At a dinner party with friends, Greene is able to defend his ethics, which he says sees him win his cases “only 51%” of the time.
“The very reason I get lowlife crooks off is because I care about the law. It’s justice I don’t give a toss about,” he says.
Unlike the eccentric cases that were featured in legal dramas LA Law and Boston Legal, Rake doesn’t have its tongue in its cheek. Instead it is played straight with the reckless Greene providing the colourful extremes.
The supporting cast is solid with restrained performances by those appearing as colleagues, family and friends. Geoff Morrell is terrific as a NSW Attorney-General under fire for hiring the cannibal Professor as an economic consultant. He upholds a line in public but is frank with Greene when he exits a brothel at the same time.
The show has also attracted a stellar guest cast with A-list names. Hugo Weaving is downright spooky as the man who sees no crime in eating his fellow man, and is more concerned that his wife (Sacha Horler) is disappointed with him. If we get performances this good every week it will be worth tuning in for those alone.
Greene shows early signs of a cavalier attitude to women (whether as conquests, workmates or even reporters on the telly), while the script by director Peter Duncan is yet to carve out some female characters who will stand outside of Greene’s shadow.
Scarlett (Danielle Cormack), the wife of his best friend Barney (Russell Dykstra), goes as far as to say, “I’m a woman. I internalise everything until I explode.”
There is a suggestion that Greene could become romantically involved with her.
That Greene is flawed is a dramatic attribute. That he is so unlikeable is rather more concerning. Television is rarely embracing of those we do not like, but if we are fascinated by what makes them tick there is a way forward. There can certainly be no charges that he is one-dimensional.

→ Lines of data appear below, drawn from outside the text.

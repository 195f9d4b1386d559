//! Parses `multipart/parallel` batch replies.
//!
//! Each `message/http-response` part is captured as an opaque blob until
//! the next boundary; its payload carries a full serialized HTTP response
//! whose internal status line and headers would otherwise confuse a
//! generic MIME parser. Parsing of the blob itself accepts either an
//! `HTTP/1.1 <code> <reason>` status line or the bare `<code> <reason>`
//! form some servers emit.

use crate::error::{Result, TypePadError};
use crate::protocol::{MESSAGE_HTTP_RESPONSE, REQUEST_ID_HEADER};
use crate::types::SubResponse;
use bytes::Bytes;
use once_cell::sync::Lazy;
use regex::Regex;
use std::collections::BTreeMap;

static STATUS_LINE_REGEX: Lazy<Regex> =
    Lazy::new(|| Regex::new(r"^(?:HTTP/?\d*\.?\d*\s+)?(\d{3})(?:\s+(.*))?$").unwrap());

static BOUNDARY_REGEX: Lazy<Regex> =
    Lazy::new(|| Regex::new(r#"boundary="?([^";,\s]+)"?"#).unwrap());

/// One decoded part of a batch reply, in wire order.
#[derive(Debug, Clone)]
pub struct ParsedPart {
    pub request_id: u32,
    pub response: SubResponse,
}

/// Extract the boundary parameter from an outer `Content-Type` value.
///
/// Fails with a protocol error when the outer message is not multipart.
pub fn boundary_from_content_type(content_type: &str) -> Result<String> {
    if !content_type
        .trim_start()
        .to_ascii_lowercase()
        .starts_with("multipart/")
    {
        return Err(TypePadError::Protocol(format!(
            "batch reply is not multipart: {}",
            content_type
        )));
    }
    BOUNDARY_REGEX
        .captures(content_type)
        .and_then(|caps| caps.get(1))
        .map(|m| m.as_str().to_string())
        .ok_or_else(|| {
            TypePadError::Protocol(format!("multipart reply without boundary: {}", content_type))
        })
}

/// Parse a whole batch reply into its parts, preserving wire order.
pub fn parse_batch_response(content_type: &str, body: &[u8]) -> Result<Vec<ParsedPart>> {
    let boundary = boundary_from_content_type(content_type)?;
    let raw_parts = split_parts(body, &boundary)?;
    raw_parts.into_iter().map(parse_part).collect()
}

/// Parse one serialized HTTP response: status line, headers, body.
pub fn parse_http_response(blob: &[u8]) -> Result<SubResponse> {
    let line_end = find(blob, b"\r\n", 0)
        .ok_or_else(|| TypePadError::Protocol("sub-response is missing a status line".into()))?;
    let status_line = std::str::from_utf8(&blob[..line_end])
        .map_err(|_| TypePadError::Protocol("non-UTF-8 status line".into()))?;

    let caps = STATUS_LINE_REGEX.captures(status_line.trim()).ok_or_else(|| {
        TypePadError::Protocol(format!("unparseable status line: {:?}", status_line))
    })?;
    let status: u16 = caps
        .get(1)
        .map(|m| m.as_str())
        .unwrap_or_default()
        .parse()
        .map_err(|_| {
            TypePadError::Protocol(format!("unparseable status line: {:?}", status_line))
        })?;
    let reason = caps
        .get(2)
        .map(|m| m.as_str().trim().to_string())
        .unwrap_or_default();

    let rest = &blob[line_end + 2..];
    let (headers, body) = match find(rest, b"\r\n\r\n", 0) {
        Some(end) => (
            parse_header_block(&rest[..end])?,
            Bytes::copy_from_slice(&rest[end + 4..]),
        ),
        // headers only, e.g. a 304 with no body
        None => (parse_header_block(rest)?, Bytes::new()),
    };

    let mut response = SubResponse::new(status, reason).with_body(body);
    response.headers = headers;
    Ok(response)
}

fn parse_part(raw: &[u8]) -> Result<ParsedPart> {
    let header_end = find(raw, b"\r\n\r\n", 0).ok_or_else(|| {
        TypePadError::Protocol("sub-part is missing its header terminator".into())
    })?;
    let part_headers = parse_header_block(&raw[..header_end])?;

    match part_headers.get("content-type") {
        Some(ct) if ct.contains(MESSAGE_HTTP_RESPONSE) => {}
        Some(ct) => {
            return Err(TypePadError::Protocol(format!(
                "sub-part is not {}: {}",
                MESSAGE_HTTP_RESPONSE, ct
            )));
        }
        None => {
            return Err(TypePadError::Protocol(format!(
                "sub-part without a content type; expected {}",
                MESSAGE_HTTP_RESPONSE
            )));
        }
    }

    let id_value = part_headers.get(REQUEST_ID_HEADER).ok_or_else(|| {
        TypePadError::Protocol("sub-part without a Multipart-Request-ID".into())
    })?;
    let request_id: u32 = id_value.trim().parse().map_err(|_| {
        TypePadError::Protocol(format!("non-numeric Multipart-Request-ID: {:?}", id_value))
    })?;

    let response = parse_http_response(&raw[header_end + 4..])?;
    Ok(ParsedPart {
        request_id,
        response,
    })
}

/// Split a multipart body into raw part payloads (part headers + blob).
///
/// Everything before the first delimiter and after the closing delimiter
/// is discarded. Each blob is taken verbatim up to the CRLF that precedes
/// the next delimiter.
fn split_parts<'a>(body: &'a [u8], boundary: &str) -> Result<Vec<&'a [u8]>> {
    let delimiter = format!("--{}", boundary);
    let delimiter = delimiter.as_bytes();

    let mut parts = Vec::new();
    let mut pos = find(body, delimiter, 0).ok_or_else(|| {
        TypePadError::Protocol(format!("boundary {:?} not found in reply body", boundary))
    })?;

    loop {
        let after = pos + delimiter.len();
        if body[after..].starts_with(b"--") {
            break;
        }
        let content_start = match find(body, b"\r\n", after) {
            Some(p) => p + 2,
            None => break,
        };
        let next = find(body, delimiter, content_start).ok_or_else(|| {
            TypePadError::Protocol("multipart reply without a closing boundary".into())
        })?;

        let mut content_end = next;
        if content_end >= 2 && &body[content_end - 2..content_end] == b"\r\n" {
            content_end -= 2;
        }
        parts.push(&body[content_start..content_end]);
        pos = next;
    }

    Ok(parts)
}

fn parse_header_block(block: &[u8]) -> Result<BTreeMap<String, String>> {
    let text = std::str::from_utf8(block)
        .map_err(|_| TypePadError::Protocol("non-UTF-8 header block".into()))?;

    let mut headers = BTreeMap::new();
    for line in text.lines() {
        if line.trim().is_empty() {
            continue;
        }
        if let Some(colon_pos) = line.find(':') {
            let key = line[..colon_pos].trim().to_lowercase();
            let value = line[colon_pos + 1..].trim().to_string();
            headers.insert(key, value);
        }
    }
    Ok(headers)
}

fn find(haystack: &[u8], needle: &[u8], from: usize) -> Option<usize> {
    haystack
        .get(from..)?
        .windows(needle.len())
        .position(|w| w == needle)
        .map(|p| p + from)
}

#[cfg(test)]
mod tests {
    use super::*;

    // ========== Boundary Extraction Tests ==========

    #[test]
    fn test_boundary_quoted() {
        let b = boundary_from_content_type("multipart/parallel; boundary=\"abc123\"").unwrap();
        assert_eq!(b, "abc123");
    }

    #[test]
    fn test_boundary_unquoted() {
        let b = boundary_from_content_type("multipart/parallel; boundary=abc123").unwrap();
        assert_eq!(b, "abc123");
    }

    #[test]
    fn test_boundary_rejects_non_multipart() {
        let err = boundary_from_content_type("application/json").unwrap_err();
        assert!(matches!(err, TypePadError::Protocol(_)));
    }

    #[test]
    fn test_boundary_missing_parameter() {
        let err = boundary_from_content_type("multipart/parallel").unwrap_err();
        assert!(matches!(err, TypePadError::Protocol(_)));
    }

    // ========== HTTP Response Blob Tests ==========

    #[test]
    fn test_parse_http_response_full_status_line() {
        let blob = b"HTTP/1.1 200 OK\r\ncontent-type: application/json\r\n\r\n{\"a\":1}";
        let response = parse_http_response(blob).unwrap();

        assert_eq!(response.status, 200);
        assert_eq!(response.reason, "OK");
        assert_eq!(response.header("content-type"), Some("application/json"));
        assert_eq!(response.body_str(), Some("{\"a\":1}"));
    }

    #[test]
    fn test_parse_http_response_bare_status_line() {
        let blob = b"202 Accepted\r\n\r\n";
        let response = parse_http_response(blob).unwrap();
        assert_eq!(response.status, 202);
        assert_eq!(response.reason, "Accepted");
    }

    #[test]
    fn test_parse_http_response_headers_without_body() {
        let blob = b"HTTP/1.1 304 Not Modified\r\netag: \"7\"\r\n";
        let response = parse_http_response(blob).unwrap();
        assert_eq!(response.status, 304);
        assert_eq!(response.header("etag"), Some("\"7\""));
        assert!(response.body.is_empty());
    }

    #[test]
    fn test_parse_http_response_lowercases_header_keys() {
        let blob = b"HTTP/1.1 200 OK\r\nContent-Type: application/json\r\nETag: \"7\"\r\n\r\nx";
        let response = parse_http_response(blob).unwrap();
        assert!(response.headers.contains_key("content-type"));
        assert!(response.headers.contains_key("etag"));
    }

    #[test]
    fn test_parse_http_response_bad_status_line() {
        let err = parse_http_response(b"garbage here\r\n\r\n").unwrap_err();
        assert!(matches!(err, TypePadError::Protocol(_)));
    }

    // ========== Multipart Reply Tests ==========

    fn reply(parts: &[(&str, &str)], boundary: &str) -> Vec<u8> {
        let mut out = Vec::new();
        for (id, blob) in parts {
            out.extend_from_slice(format!("--{}\r\n", boundary).as_bytes());
            out.extend_from_slice(b"Content-Type: message/http-response\r\n");
            out.extend_from_slice(format!("Multipart-Request-ID: {}\r\n", id).as_bytes());
            out.extend_from_slice(b"\r\n");
            out.extend_from_slice(blob.as_bytes());
            out.extend_from_slice(b"\r\n");
        }
        out.extend_from_slice(format!("--{}--\r\n", boundary).as_bytes());
        out
    }

    #[test]
    fn test_parse_batch_response_two_parts() {
        let body = reply(
            &[
                ("1", "HTTP/1.1 200 OK\r\ncontent-type: application/json\r\n\r\n{\"n\":1}"),
                ("2", "HTTP/1.1 404 Not Found\r\n\r\n"),
            ],
            "xyz",
        );
        let parts =
            parse_batch_response("multipart/parallel; boundary=\"xyz\"", &body).unwrap();

        assert_eq!(parts.len(), 2);
        assert_eq!(parts[0].request_id, 1);
        assert_eq!(parts[0].response.status, 200);
        assert_eq!(parts[1].request_id, 2);
        assert_eq!(parts[1].response.status, 404);
    }

    #[test]
    fn test_parse_batch_response_preserves_wire_order() {
        let body = reply(
            &[
                ("2", "HTTP/1.1 200 OK\r\n\r\nsecond"),
                ("1", "HTTP/1.1 200 OK\r\n\r\nfirst"),
            ],
            "xyz",
        );
        let parts =
            parse_batch_response("multipart/parallel; boundary=xyz", &body).unwrap();

        assert_eq!(parts[0].request_id, 2);
        assert_eq!(parts[1].request_id, 1);
    }

    #[test]
    fn test_parse_batch_response_blob_is_opaque() {
        // A JSON body full of colons and CRLFs must not be re-parsed as
        // MIME structure.
        let inner_body = "{\"status\": \"HTTP/1.1 999 Fake\",\r\n \"note\": \"a: b\"}";
        let blob = format!("HTTP/1.1 200 OK\r\ncontent-type: application/json\r\n\r\n{}", inner_body);
        let body = reply(&[("1", &blob)], "xyz");
        let parts =
            parse_batch_response("multipart/parallel; boundary=xyz", &body).unwrap();

        assert_eq!(parts[0].response.status, 200);
        assert_eq!(parts[0].response.body_str(), Some(inner_body));
    }

    #[test]
    fn test_parse_batch_response_missing_id() {
        let mut body = Vec::new();
        body.extend_from_slice(b"--xyz\r\nContent-Type: message/http-response\r\n\r\n");
        body.extend_from_slice(b"HTTP/1.1 200 OK\r\n\r\n\r\n--xyz--\r\n");

        let err =
            parse_batch_response("multipart/parallel; boundary=xyz", &body).unwrap_err();
        assert!(matches!(err, TypePadError::Protocol(_)));
        assert!(err.to_string().contains("Multipart-Request-ID"));
    }

    #[test]
    fn test_parse_batch_response_non_numeric_id() {
        let body = reply(&[("seven", "HTTP/1.1 200 OK\r\n\r\n")], "xyz");
        let err =
            parse_batch_response("multipart/parallel; boundary=xyz", &body).unwrap_err();
        assert!(err.to_string().contains("non-numeric"));
    }

    #[test]
    fn test_parse_batch_response_wrong_part_type() {
        let mut body = Vec::new();
        body.extend_from_slice(b"--xyz\r\n");
        body.extend_from_slice(b"Content-Type: text/plain\r\nMultipart-Request-ID: 1\r\n\r\n");
        body.extend_from_slice(b"hello\r\n--xyz--\r\n");

        let err =
            parse_batch_response("multipart/parallel; boundary=xyz", &body).unwrap_err();
        assert!(err.to_string().contains("message/http-response"));
    }

    #[test]
    fn test_parse_batch_response_empty_reply() {
        let parts =
            parse_batch_response("multipart/parallel; boundary=xyz", b"--xyz--\r\n").unwrap();
        assert!(parts.is_empty());
    }

    #[test]
    fn test_round_trip_with_encoder() {
        let stored = crate::protocol::encode_sub_response(
            &SubResponse::new(200, "OK")
                .with_header("ETag", "\"7\"")
                .with_body("{\"displayName\": \"Potatoshop\"}"),
        );
        let revived = parse_http_response(&stored).unwrap();

        assert_eq!(revived.status, 200);
        assert_eq!(revived.header("etag"), Some("\"7\""));
        assert_eq!(revived.body_str(), Some("{\"displayName\": \"Potatoshop\"}"));
    }
}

Roxburgh revels in a charismatic, if sometimes dark, role. He is also a co-producer and co-creator of the piece.
Rake is a step in the right direction for ABC Drama, and a change from the many procedural dramas that dominate our screen. It’s nice to have a drama led by character rather than plot. This is a show that seeks a considered viewer, prepared to entertain an imperfect cavalcade of characters and the many facades of Sin City.
Now the verdict lays with the audience.
Rake airs 8:30pm Thursdays on ABC1.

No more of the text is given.